Dataset excerpts

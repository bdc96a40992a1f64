//! Seeded placement of particles in the tree and scatter layouts.
//!
//! The sampling functions are pure functions of an RNG, so a fixed seed
//! reproduces the exact same scene. [`SpawnContext`] bundles the RNG with the
//! tree dimensions and builds complete [`ParticleLayout`]s.

use glam::Vec3;
use rand::rngs::SmallRng;
use rand::{Rng, SeedableRng};
use std::f32::consts::{PI, TAU};

use crate::config::TreeLayout;
use crate::particle::{ParticleKind, ParticleLayout};

/// Turns of the spiral from the base of the tree to its tip, times two.
const SPIRAL_WINDING: f32 = 50.0;
/// Radius never shrinks below this, so the tip is not a single point.
const MIN_SPIRAL_RADIUS: f32 = 0.5;

const DUST_SHELL: (f32, f32) = (12.0, 32.0);
const SCATTER_SHELL: (f32, f32) = (8.0, 20.0);

const SPIN_RANGE: f32 = 2.0;
const PHOTO_SPIN_RANGE: f32 = 0.3;

const DUST_SCALE: f32 = 1.0;
const PHOTO_SCALE: f32 = 0.8;

/// Random point on the tree spiral.
///
/// Height fraction `t = U^0.8` biases particles toward the wide base. The
/// radius shrinks linearly with height and is jittered by ±20%.
pub fn sample_tree_position<R: Rng + ?Sized>(rng: &mut R, tree: &TreeLayout) -> Vec3 {
    let t = rng.gen::<f32>().powf(0.8);
    let y = t * tree.height - tree.height / 2.0;
    let max_radius = (tree.radius * (1.0 - t)).max(MIN_SPIRAL_RADIUS);
    let angle = t * SPIRAL_WINDING * PI + rng.gen::<f32>() * PI;
    let r = max_radius * (0.8 + rng.gen::<f32>() * 0.4);

    Vec3::new(angle.cos() * r, y, angle.sin() * r)
}

/// Random point on a spherical shell around the tree.
///
/// Ambient particles use a wider shell than decorations. Directions are
/// uniform over the sphere (`phi = acos(2U - 1)`).
pub fn sample_scatter_position<R: Rng + ?Sized>(rng: &mut R, ambient: bool) -> Vec3 {
    let (inner, outer) = if ambient { DUST_SHELL } else { SCATTER_SHELL };
    let r = inner + rng.gen::<f32>() * (outer - inner);
    let theta = rng.gen::<f32>() * TAU;
    let phi = (2.0 * rng.gen::<f32>() - 1.0).acos();

    Vec3::new(
        r * phi.sin() * theta.cos(),
        r * phi.sin() * theta.sin(),
        r * phi.cos(),
    )
}

/// Random angular velocity. Photos turn much more slowly than ornaments.
pub fn sample_spin<R: Rng + ?Sized>(rng: &mut R, kind: ParticleKind) -> Vec3 {
    let range = if kind == ParticleKind::Photo { PHOTO_SPIN_RANGE } else { SPIN_RANGE };
    Vec3::new(
        (rng.gen::<f32>() - 0.5) * range,
        (rng.gen::<f32>() - 0.5) * range,
        (rng.gen::<f32>() - 0.5) * range,
    )
}

/// Pick a decoration kind: 40% leaves, 30% gifts, 25% gold and 5% red baubles.
pub fn sample_decoration_kind<R: Rng + ?Sized>(rng: &mut R) -> ParticleKind {
    let r: f32 = rng.gen();
    if r < 0.4 {
        ParticleKind::Leaf
    } else if r < 0.7 {
        ParticleKind::Gift
    } else if r < 0.95 {
        ParticleKind::Ball
    } else {
        ParticleKind::RedBall
    }
}

/// Nominal size of a freshly spawned particle.
pub fn sample_base_scale<R: Rng + ?Sized>(rng: &mut R, kind: ParticleKind) -> f32 {
    match kind {
        ParticleKind::Dust => DUST_SCALE,
        ParticleKind::Photo => PHOTO_SCALE,
        _ => 0.4 + rng.gen::<f32>() * 0.5,
    }
}

/// RNG plus tree dimensions, handed out by the scene to spawn particles.
pub struct SpawnContext {
    tree: TreeLayout,
    rng: SmallRng,
}

impl SpawnContext {
    /// Create a spawn context. Without a seed, the clock seeds the RNG so
    /// every run looks different.
    pub fn new(tree: TreeLayout, seed: Option<u64>) -> Self {
        let seed = seed.unwrap_or_else(|| {
            std::time::SystemTime::now()
                .duration_since(std::time::UNIX_EPOCH)
                .map(|d| d.as_nanos() as u64)
                .unwrap_or(42)
        });

        Self {
            tree,
            rng: SmallRng::seed_from_u64(seed),
        }
    }

    #[inline]
    pub fn tree(&self) -> &TreeLayout {
        &self.tree
    }

    /// Sample a complete layout for a particle of `kind`.
    pub fn layout(&mut self, kind: ParticleKind) -> ParticleLayout {
        let rng = &mut self.rng;
        ParticleLayout {
            home_primary: sample_tree_position(rng, &self.tree),
            home_secondary: sample_scatter_position(rng, kind.is_ambient()),
            spin_rate: sample_spin(rng, kind),
            base_scale: sample_base_scale(rng, kind),
            phase: rng.gen_range(0.0..TAU),
        }
    }

    /// Sample a decoration kind from the tree mix.
    pub fn decoration_kind(&mut self) -> ParticleKind {
        sample_decoration_kind(&mut self.rng)
    }
}

#[cfg(test)]
mod tests {
    use super::*;

    fn rng() -> SmallRng {
        SmallRng::seed_from_u64(12345)
    }

    #[test]
    fn test_tree_positions_stay_inside_cone() {
        let tree = TreeLayout::default();
        let mut rng = rng();
        for _ in 0..2000 {
            let p = sample_tree_position(&mut rng, &tree);
            assert!(p.y >= -tree.height / 2.0 - 1e-4 && p.y <= tree.height / 2.0 + 1e-4);

            let t = (p.y + tree.height / 2.0) / tree.height;
            let max_radius = (tree.radius * (1.0 - t)).max(MIN_SPIRAL_RADIUS);
            let r = Vec3::new(p.x, 0.0, p.z).length();
            assert!(r <= max_radius * 1.2 + 1e-3, "radius {} exceeds {}", r, max_radius * 1.2);
        }
    }

    #[test]
    fn test_scatter_positions_on_shell() {
        let mut rng = rng();
        for _ in 0..1000 {
            let r = sample_scatter_position(&mut rng, false).length();
            assert!((8.0 - 1e-3..=20.0 + 1e-3).contains(&r));

            let r = sample_scatter_position(&mut rng, true).length();
            assert!((12.0 - 1e-3..=32.0 + 1e-3).contains(&r));
        }
    }

    #[test]
    fn test_photo_spin_is_slower() {
        let mut rng = rng();
        for _ in 0..500 {
            let spin = sample_spin(&mut rng, ParticleKind::Photo);
            assert!(spin.abs().max_element() <= PHOTO_SPIN_RANGE / 2.0);
            let spin = sample_spin(&mut rng, ParticleKind::Gift);
            assert!(spin.abs().max_element() <= SPIN_RANGE / 2.0);
        }
    }

    #[test]
    fn test_same_seed_same_layout() {
        let mut a = SpawnContext::new(TreeLayout::default(), Some(99));
        let mut b = SpawnContext::new(TreeLayout::default(), Some(99));
        for _ in 0..10 {
            assert_eq!(a.layout(ParticleKind::Ball), b.layout(ParticleKind::Ball));
        }
    }

    #[test]
    fn test_base_scales() {
        let mut rng = rng();
        assert_eq!(sample_base_scale(&mut rng, ParticleKind::Dust), DUST_SCALE);
        assert_eq!(sample_base_scale(&mut rng, ParticleKind::Photo), PHOTO_SCALE);
        for _ in 0..100 {
            let s = sample_base_scale(&mut rng, ParticleKind::Leaf);
            assert!((0.4..0.9 + 1e-6).contains(&s));
        }
    }

    #[test]
    fn test_decoration_mix_has_no_special_kinds() {
        let mut rng = rng();
        for _ in 0..1000 {
            let kind = sample_decoration_kind(&mut rng);
            assert_ne!(kind, ParticleKind::Dust);
            assert_ne!(kind, ParticleKind::Photo);
        }
    }
}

*TASK ITEM*:
From the data above, state how many lines contain the string "complete", offering no other words.

*ANSWER FOR THE TASK*:
2